//! Admin API

pub mod handlers;
pub mod middleware;
pub mod routes;
pub mod server;

pub use server::{ApiServer, AppState};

WHAT YOU SHOULD DO
Check the records above line by line and tally those holding the string "server". Answer with the number only.

RESULT OF THE TASK
2